La campagna di Amleta è parte di un movimento più ampio che è esploso in Francia a ottobre e a cui le attiviste di Amleta fanno riferimento: si tratta del #metootheatre, che sta smuovendo le acque in Francia in modi piuttosto eclatanti, portando anche a dimissioni importanti. Tutto parte dalla denuncia di Marie Coquille-Chambelle, il 7 ottobre, che in tweet racconta: «Sono stata violentata da un attore della Comédie-Française durante il primo lockdown, in un momento di malessere fisico. È ancora membro della Comédie-Française, anche se la direzione è al corrente della denuncia. Invito tutte le persone molestate sessualmente, aggredite o violentate nel circuito del teatro a testimoniare con l'hashtag #MeTooTheatre». Nel giro di poche ore le testimonianze sono centinaia, poi migliaia. Il 16 ottobre il collettivo che sostiene il movimento ha manifestato davanti al Ministero della Cultura a Parigi. Il 12 novembre si è appreso che Michel Didym, in custodia da settembre per la denuncia depositata da Coquille-Chambelle, ha presentato le dimissioni.
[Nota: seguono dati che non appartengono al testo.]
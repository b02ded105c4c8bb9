//! Cart Aggregate
//!
//! One cart per user. Lines are kept in insertion order and a product appears
//! on at most one line.

use chrono::{DateTime, Utc};
use rust_decimal::Decimal;
use serde::{Deserialize, Serialize};
use validator::Validate;
use crate::domain::value_objects::{LineItemId, ProductId, Quantity, UserId};

#[derive(Clone, Debug, PartialEq, Serialize)]
#[serde(rename_all = "camelCase")]
pub struct Cart {
    user: UserId,
    items: Vec<CartLine>,
    updated_at: Option<DateTime<Utc>>,
}

#[derive(Clone, Debug, PartialEq, Serialize)]
#[serde(rename_all = "camelCase")]
pub struct CartLine {
    #[serde(rename = "_id")]
    pub id: LineItemId,
    pub product_id: ProductId,
    pub quantity: Quantity,
    /// Populated at read time; `None` once the product has been deleted.
    pub product: Option<ProductSummary>,
}

/// Product fields shown next to a cart line.
#[derive(Clone, Debug, PartialEq, Serialize)]
pub struct ProductSummary {
    #[serde(rename = "_id")]
    pub id: ProductId,
    #[serde(rename = "Product_Name")]
    pub name: Option<String>,
    #[serde(rename = "Price")]
    pub price: Option<Decimal>,
    #[serde(rename = "Main_Image")]
    pub main_image: Option<String>,
}

fn default_quantity() -> u32 {
    1
}

#[derive(Debug, Clone, Deserialize, Validate)]
#[serde(rename_all = "camelCase")]
pub struct AddItemRequest {
    pub product_id: ProductId,
    #[serde(default = "default_quantity")]
    #[validate(range(min = 1, max = 2147483647, message = "Quantity must be between 1 and 2147483647"))]
    pub quantity: u32,
}

#[derive(Debug, Clone, Deserialize, Validate)]
pub struct UpdateItemRequest {
    #[validate(range(min = 1, max = 2147483647, message = "Quantity must be between 1 and 2147483647"))]
    pub quantity: u32,
}

impl Cart {
    /// The state of a user that has no cart document.
    pub fn empty(user: UserId) -> Self { Self { user, items: vec![], updated_at: None } }

    pub fn from_parts(user: UserId, items: Vec<CartLine>, updated_at: DateTime<Utc>) -> Self {
        Self { user, items, updated_at: Some(updated_at) }
    }

    pub fn user(&self) -> UserId { self.user }
    pub fn items(&self) -> &[CartLine] { &self.items }
    pub fn items_mut(&mut self) -> &mut [CartLine] { &mut self.items }
    pub fn is_empty(&self) -> bool { self.items.is_empty() }
    pub fn line_for(&self, product_id: ProductId) -> Option<&CartLine> { self.items.iter().find(|i| i.product_id == product_id) }

    /// Merges `quantity` of a product into the cart. An existing line is
    /// incremented, otherwise a line is appended. `stock` of `None` means the
    /// product is not stock-limited.
    pub fn add_item(&mut self, product_id: ProductId, quantity: Quantity, stock: Option<u32>) -> Result<&CartLine, CartError> {
        let position = match self.items.iter().position(|i| i.product_id == product_id) {
            Some(position) => {
                let line = &mut self.items[position];
                let merged = line.quantity.checked_add(quantity).ok_or(CartError::QuantityTooLarge)?;
                check_stock(merged, stock)?;
                line.quantity = merged;
                position
            }
            None => {
                check_stock(quantity, stock)?;
                self.items.push(CartLine { id: LineItemId::generate(), product_id, quantity, product: None });
                self.items.len() - 1
            }
        };
        self.touch();
        Ok(&self.items[position])
    }

    /// Overwrites the quantity of one line.
    pub fn update_quantity(&mut self, item_id: LineItemId, quantity: Quantity, stock: Option<u32>) -> Result<&CartLine, CartError> {
        let position = self.items.iter().position(|i| i.id == item_id).ok_or(CartError::ItemNotFound)?;
        check_stock(quantity, stock)?;
        self.items[position].quantity = quantity;
        self.touch();
        Ok(&self.items[position])
    }

    pub fn remove_item(&mut self, item_id: LineItemId) -> Result<(), CartError> {
        let before = self.items.len();
        self.items.retain(|i| i.id != item_id);
        if self.items.len() == before { return Err(CartError::ItemNotFound); }
        self.touch();
        Ok(())
    }

    pub fn product_of(&self, item_id: LineItemId) -> Option<ProductId> {
        self.items.iter().find(|i| i.id == item_id).map(|i| i.product_id)
    }

    fn touch(&mut self) { self.updated_at = Some(Utc::now()); }
}

fn check_stock(quantity: Quantity, stock: Option<u32>) -> Result<(), CartError> {
    match stock {
        Some(available) if quantity.value() > available => Err(CartError::InsufficientStock { available }),
        _ => Ok(()),
    }
}

#[derive(Debug, Clone, PartialEq, Eq)] pub enum CartError { ItemNotFound, InsufficientStock { available: u32 }, QuantityTooLarge }
impl std::error::Error for CartError {}
impl std::fmt::Display for CartError {
    fn fmt(&self, f: &mut std::fmt::Formatter<'_>) -> std::fmt::Result {
        match self {
            Self::ItemNotFound => write!(f, "Cart item not found"),
            Self::InsufficientStock { available } => write!(f, "Only {available} in stock"),
            Self::QuantityTooLarge => write!(f, "Cart quantity must not exceed {}", Quantity::MAX),
        }
    }
}
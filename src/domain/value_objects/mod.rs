//! Value Objects for the catalog and cart

use serde::{Deserialize, Serialize};
use std::fmt;
use std::str::FromStr;
use uuid::Uuid;

/// Defines a UUID-backed identifier that cannot be mixed up with other entity ids.
macro_rules! define_id {
    ($(#[$meta:meta])* $name:ident) => {
        $(#[$meta])*
        #[derive(Clone, Copy, Debug, PartialEq, Eq, PartialOrd, Ord, Hash, Serialize, Deserialize, sqlx::Type)]
        #[serde(transparent)]
        #[sqlx(transparent)]
        pub struct $name(Uuid);

        impl $name {
            /// Generate a fresh, time-ordered identifier.
            #[must_use]
            pub fn generate() -> Self { Self(Uuid::now_v7()) }

            #[must_use]
            pub const fn from_uuid(id: Uuid) -> Self { Self(id) }

            #[must_use]
            pub const fn as_uuid(&self) -> Uuid { self.0 }
        }

        impl fmt::Display for $name {
            fn fmt(&self, f: &mut fmt::Formatter<'_>) -> fmt::Result { write!(f, "{}", self.0) }
        }

        impl FromStr for $name {
            type Err = uuid::Error;
            fn from_str(s: &str) -> Result<Self, Self::Err> { Uuid::parse_str(s.trim()).map(Self) }
        }

        impl From<Uuid> for $name {
            fn from(id: Uuid) -> Self { Self(id) }
        }
    };
}

define_id!(
    /// Product document identifier
    ProductId
);
define_id!(
    /// Category document identifier
    CategoryId
);
define_id!(
    /// Authenticated user identifier, only ever taken from a verified token
    UserId
);
define_id!(
    /// Cart line item identifier
    LineItemId
);

/// Positive quantity of a product in a cart
#[derive(Clone, Copy, Debug, PartialEq, Eq, PartialOrd, Ord, Serialize)]
#[serde(transparent)]
pub struct Quantity(u32);

impl Quantity {
    /// Largest quantity a cart line can hold (the range of a SQL `INTEGER`).
    pub const MAX: u32 = i32::MAX as u32;

    pub fn new(value: u32) -> Result<Self, QuantityError> {
        if value == 0 { return Err(QuantityError::Zero); }
        if value > Self::MAX { return Err(QuantityError::TooLarge); }
        Ok(Self(value))
    }
    pub fn value(&self) -> u32 { self.0 }
    /// `None` when the sum exceeds [`Quantity::MAX`].
    pub fn checked_add(&self, other: Quantity) -> Option<Self> {
        self.0.checked_add(other.0).filter(|sum| *sum <= Self::MAX).map(Self)
    }
}

impl TryFrom<i32> for Quantity {
    type Error = QuantityError;
    fn try_from(value: i32) -> Result<Self, Self::Error> {
        u32::try_from(value).map_err(|_| QuantityError::Zero).and_then(Self::new)
    }
}

#[derive(Debug, Clone, PartialEq, Eq)] pub enum QuantityError { Zero, TooLarge }
impl std::error::Error for QuantityError {}
impl fmt::Display for QuantityError {
    fn fmt(&self, f: &mut fmt::Formatter<'_>) -> fmt::Result {
        match self {
            Self::Zero => write!(f, "Quantity must be a positive integer"),
            Self::TooLarge => write!(f, "Quantity must not exceed {}", Quantity::MAX),
        }
    }
}

#[cfg(test)]
mod tests {
    use super::*;
    #[test]
    fn test_id_parse() {
        let id = ProductId::generate();
        assert_eq!(id.to_string().parse::<ProductId>().unwrap(), id);
        assert!("not-an-id".parse::<ProductId>().is_err());
    }
    #[test]
    fn test_quantity() {
        assert_eq!(Quantity::new(0), Err(QuantityError::Zero));
        assert_eq!(Quantity::try_from(-3), Err(QuantityError::Zero));
        let q = Quantity::new(2).unwrap().checked_add(Quantity::new(3).unwrap()).unwrap();
        assert_eq!(q.value(), 5);
        assert_eq!(Quantity::new(Quantity::MAX + 1), Err(QuantityError::TooLarge));
        let max = Quantity::new(Quantity::MAX).unwrap();
        assert_eq!(max.checked_add(Quantity::new(1).unwrap()), None);
    }
}
//! Product catalog handlers.

use axum::{
    extract::{
        rejection::{JsonRejection, QueryRejection},
        Path, Query, State,
    },
    http::StatusCode,
    response::{IntoResponse, Response},
    routing::get,
    Json, Router,
};

use crate::domain::aggregates::{Product, ProductInput};
use crate::domain::query::SearchParams;
use crate::error::Result;
use crate::state::AppState;

pub fn routes() -> Router<AppState> {
    Router::new()
        .route("/products", get(list_products).post(create_product))
        .route("/products/:id", get(get_product).put(update_product).delete(delete_product))
        .route("/products/category/:category_id", get(list_by_category))
}

/// GET /products
///
/// Without query parameters this is the plain newest-first listing; any
/// parameter switches to the paginated search response.
async fn list_products(
    State(state): State<AppState>,
    params: std::result::Result<Query<SearchParams>, QueryRejection>,
) -> Result<Response> {
    let Query(params) = params?;
    if params.is_empty() {
        return Ok(Json(state.catalog().list_all().await?).into_response());
    }
    Ok(Json(state.catalog().search(params).await?).into_response())
}

async fn get_product(State(state): State<AppState>, Path(id): Path<String>) -> Result<Json<Product>> {
    Ok(Json(state.catalog().get(&id).await?))
}

async fn list_by_category(State(state): State<AppState>, Path(category_id): Path<String>) -> Result<Json<Vec<Product>>> {
    Ok(Json(state.catalog().list_by_category(&category_id).await?))
}

async fn create_product(
    State(state): State<AppState>,
    payload: std::result::Result<Json<ProductInput>, JsonRejection>,
) -> Result<(StatusCode, Json<Product>)> {
    let Json(input) = payload?;
    let product = state.catalog().create(input).await?;
    Ok((StatusCode::CREATED, Json(product)))
}

async fn update_product(
    State(state): State<AppState>,
    Path(id): Path<String>,
    payload: std::result::Result<Json<ProductInput>, JsonRejection>,
) -> Result<Json<Product>> {
    let Json(input) = payload?;
    Ok(Json(state.catalog().update(&id, input).await?))
}

async fn delete_product(State(state): State<AppState>, Path(id): Path<String>) -> Result<StatusCode> {
    state.catalog().delete(&id).await?;
    Ok(StatusCode::NO_CONTENT)
}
«È un momento importante per smuovere le coscienze - continua Spanò - in Francia il movimento metootheatre ha mostrato chiaramente che i tempi non permettono più di fare finta di nulla. È importante capire che il metoo non è un momento storico, è un movimento perpetuo. Periodicamente si creano le condizioni affinchè la denuncia di una diventi denuncia di tutte. È nella sua natura. In Italia è stato sostenuto in maniera tiepida, stiamo aspettando che ci sia una presa di coscienza che permetta di segnare un punto di partenza per un nuovo mondo come ce lo immaginiamo. Le vittime non hanno avuto nessun tipo di sostegno e i predatori proliferano, si sentono onnipotenti e sfacciati».
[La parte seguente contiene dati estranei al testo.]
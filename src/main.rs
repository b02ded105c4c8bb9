//! OpenSASE Catalog - product catalog and cart service

use std::sync::Arc;

use anyhow::Result;
use tokio::signal;
use tracing_subscriber::{layer::SubscriberExt, util::SubscriberInitExt};

use opensase_catalog::auth::TokenVerifier;
use opensase_catalog::config::{CatalogConfig, StoreBackend};
use opensase_catalog::store::{MemoryStore, PgStore};
use opensase_catalog::{create_router, AppState};

#[tokio::main]
async fn main() -> Result<()> {
    dotenvy::dotenv().ok();
    tracing_subscriber::registry()
        .with(
            tracing_subscriber::EnvFilter::try_from_default_env()
                .unwrap_or_else(|_| "opensase_catalog=info,tower_http=debug".into()),
        )
        .with(tracing_subscriber::fmt::layer())
        .init();

    let config = CatalogConfig::from_env()?;
    let tokens = TokenVerifier::new(config.auth_token_secret.clone());

    let state = match &config.store {
        StoreBackend::Postgres(db) => {
            let store = PgStore::connect(&db.url, db.max_connections).await?;
            store.migrate().await?;
            tracing::info!(max_connections = db.max_connections, "Connected to PostgreSQL");
            AppState::new(Arc::new(store), tokens, config.max_page_size)
        }
        StoreBackend::Memory => {
            tracing::warn!("Using in-memory store; data is lost on restart");
            AppState::new(Arc::new(MemoryStore::new()), tokens, config.max_page_size)
        }
    };

    let app = create_router(state);
    let addr = config.socket_addr();
    tracing::info!("OpenSASE Catalog listening on {}", addr);
    let listener = tokio::net::TcpListener::bind(addr).await?;
    axum::serve(listener, app).with_graceful_shutdown(shutdown_signal()).await?;
    Ok(())
}

async fn shutdown_signal() {
    let ctrl_c = async {
        if let Err(err) = signal::ctrl_c().await {
            tracing::error!(error = %err, "Failed to install Ctrl+C handler");
            std::future::pending::<()>().await;
        }
    };

    #[cfg(unix)]
    let terminate = async {
        match signal::unix::signal(signal::unix::SignalKind::terminate()) {
            Ok(mut sig) => {
                sig.recv().await;
            }
            Err(err) => {
                tracing::error!(error = %err, "Failed to install SIGTERM handler");
                std::future::pending::<()>().await;
            }
        }
    };

    #[cfg(not(unix))]
    let terminate = std::future::pending::<()>();

    tokio::select! {
        () = ctrl_c => {},
        () = terminate => {},
    }

    tracing::info!("Shutdown signal received, starting graceful shutdown");
}
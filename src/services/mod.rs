//! Business logic services.
//!
//! - `catalog` - Product listing, search, create/replace/delete and categories
//! - `cart` - Per-user cart mutations with merge and stock checks
//!
//! Services hold a store handle and return [`AppError`](crate::error::AppError)
//! so handlers stay thin.

pub mod cart;
pub mod catalog;

pub use cart::CartService;
pub use catalog::CatalogService;
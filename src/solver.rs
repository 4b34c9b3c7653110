use crate::board::Board;
use crate::heuristic::{Heuristic, Manhattan};
use crate::pqueue::PriorityQueue;

/// Which of the two search roots a node descends from.
///
/// Exactly one of a board and its twin is solvable, so the lineage of the
/// first goal node reached classifies the initial board.
#[derive(Debug, Clone, Copy, PartialEq, Eq)]
enum Lineage {
    Initial,
    Twin,
}

/// One point of the search tree: a board, the arena index of the node it was
/// expanded from, and the move count back to its root.
struct SearchNode {
    board: Board,
    parent: Option<u32>,
    moves: u32,
    lineage: Lineage,
}

/// A* solver for the sliding-tile puzzle.
///
/// The whole search runs inside the constructor. Two search trees, one
/// rooted at the initial board and one at its twin, grow through a single
/// priority queue until either reaches the goal; the winning lineage decides
/// solvability, and the winning node's parent chain is a minimal solution.
pub struct Solver {
    solvable: bool,
    moves: i32,
    solution: Option<Vec<Board>>,
    nodes_explored: usize,
}

impl Solver {
    /// Solve `initial` ordering the frontier by Manhattan distance.
    pub fn new(initial: Board) -> Self {
        Self::with_heuristic(initial, &Manhattan)
    }

    /// Solve `initial` ordering the frontier by `heuristic + moves made`.
    ///
    /// The heuristic must be admissible for `moves` to be minimal.
    pub fn with_heuristic<H: Heuristic>(initial: Board, heuristic: &H) -> Self {
        let twin = initial.twin();

        // Nodes live in an arena and point at their parents by index, so a
        // popped node's whole ancestry stays available for reconstruction.
        let mut arena: Vec<SearchNode> = Vec::new();
        let mut frontier: PriorityQueue<u32> = PriorityQueue::new();

        for (board, lineage) in [(initial, Lineage::Initial), (twin, Lineage::Twin)] {
            let priority = heuristic.estimate(&board);
            arena.push(SearchNode {
                board,
                parent: None,
                moves: 0,
                lineage,
            });
            frontier.push(priority, (arena.len() - 1) as u32);
        }

        let mut nodes_explored = 0;
        let goal = loop {
            let Some(current) = frontier.pop_min() else {
                // One of the two lineages always reaches the goal.
                unreachable!("frontier exhausted");
            };
            nodes_explored += 1;

            if arena[current as usize].board.is_goal() {
                break current;
            }

            let parent = arena[current as usize].parent;
            let moves = arena[current as usize].moves + 1;
            let lineage = arena[current as usize].lineage;
            for neighbor in arena[current as usize].board.neighbors() {
                // Never step straight back to the board this one came from.
                if let Some(p) = parent {
                    if neighbor == arena[p as usize].board {
                        continue;
                    }
                }
                let priority = heuristic.estimate(&neighbor) + moves;
                arena.push(SearchNode {
                    board: neighbor,
                    parent: Some(current),
                    moves,
                    lineage,
                });
                frontier.push(priority, (arena.len() - 1) as u32);
            }
        };

        if arena[goal as usize].lineage == Lineage::Twin {
            return Solver {
                solvable: false,
                moves: -1,
                solution: None,
                nodes_explored,
            };
        }

        // Walk the parent chain back to the root, then flip it so the
        // solution reads initial-to-goal.
        let mut path = Vec::with_capacity(arena[goal as usize].moves as usize + 1);
        let mut at = Some(goal);
        while let Some(idx) = at {
            path.push(arena[idx as usize].board.clone());
            at = arena[idx as usize].parent;
        }
        path.reverse();

        Solver {
            solvable: true,
            moves: (path.len() - 1) as i32,
            solution: Some(path),
            nodes_explored,
        }
    }

    /// Is the initial board solvable?
    pub fn is_solvable(&self) -> bool {
        self.solvable
    }

    /// Minimum number of moves to solve the initial board, or -1 if it is
    /// unsolvable.
    pub fn moves(&self) -> i32 {
        self.moves
    }

    /// The boards of a shortest solution, initial first and goal last, or
    /// `None` if the initial board is unsolvable.
    pub fn solution(&self) -> Option<&[Board]> {
        self.solution.as_deref()
    }

    /// Number of search nodes popped off the frontier.
    pub fn nodes_explored(&self) -> usize {
        self.nodes_explored
    }
}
La dimostrazione è nelle testimonianze diffuse da Amleta in questi giorni: dai provini ai servizi fotografici, dai critici agli agenti fino ai registi e agli attori stessi, la pratica della violenza passa per aggressioni vere e proprie fino alla diffusione di video di nudità sceniche che diventano categoria pornografica sui siti web. «Diffondere testimonianze è importantissimo - prosegue Spanò - Le giovani attrici, come anche le donne, sono tutte terrorizzate, il sentimento più frequente è la paura, anche quando non ci sono più gli elementi per temere ripercussioni. Hanno paura di venire escluse, emarginate dal mondo dello spettacolo, perchè passano per delle guastafeste, hanno paura di venir giudicate, non capite, non sostenute. La testimonianza espone la collega alle critiche, ma dà anche coraggio a chi non se la sente di denunciare, la fa sentire meno sola. È importante quindi sostenere e non giudicare le attrici che denunciano».
Ma Amleta non offre solo sostegno morale: sui social si compie un certo tipo di azione e attivismo che ha una valenza culturale, e rappresenta un sostegno alle azioni più concrete che vengono poi portate avanti con le avvocate. Racconta Spanò: «Accompagniamo chi ci chiede aiuto nel percorso di denuncia e sosteniamo anche economicamente le attrici che intraprendono un percorso legale. Come associazione cerchiamo di essere di supporto dove possibile. Abbiamo 450 socie e soci, e speriamo che questa rete che stiamo tessendo possa sostenere le colleghe. Noi in primis eravamo sole, ora siamo insieme, non siamo sole».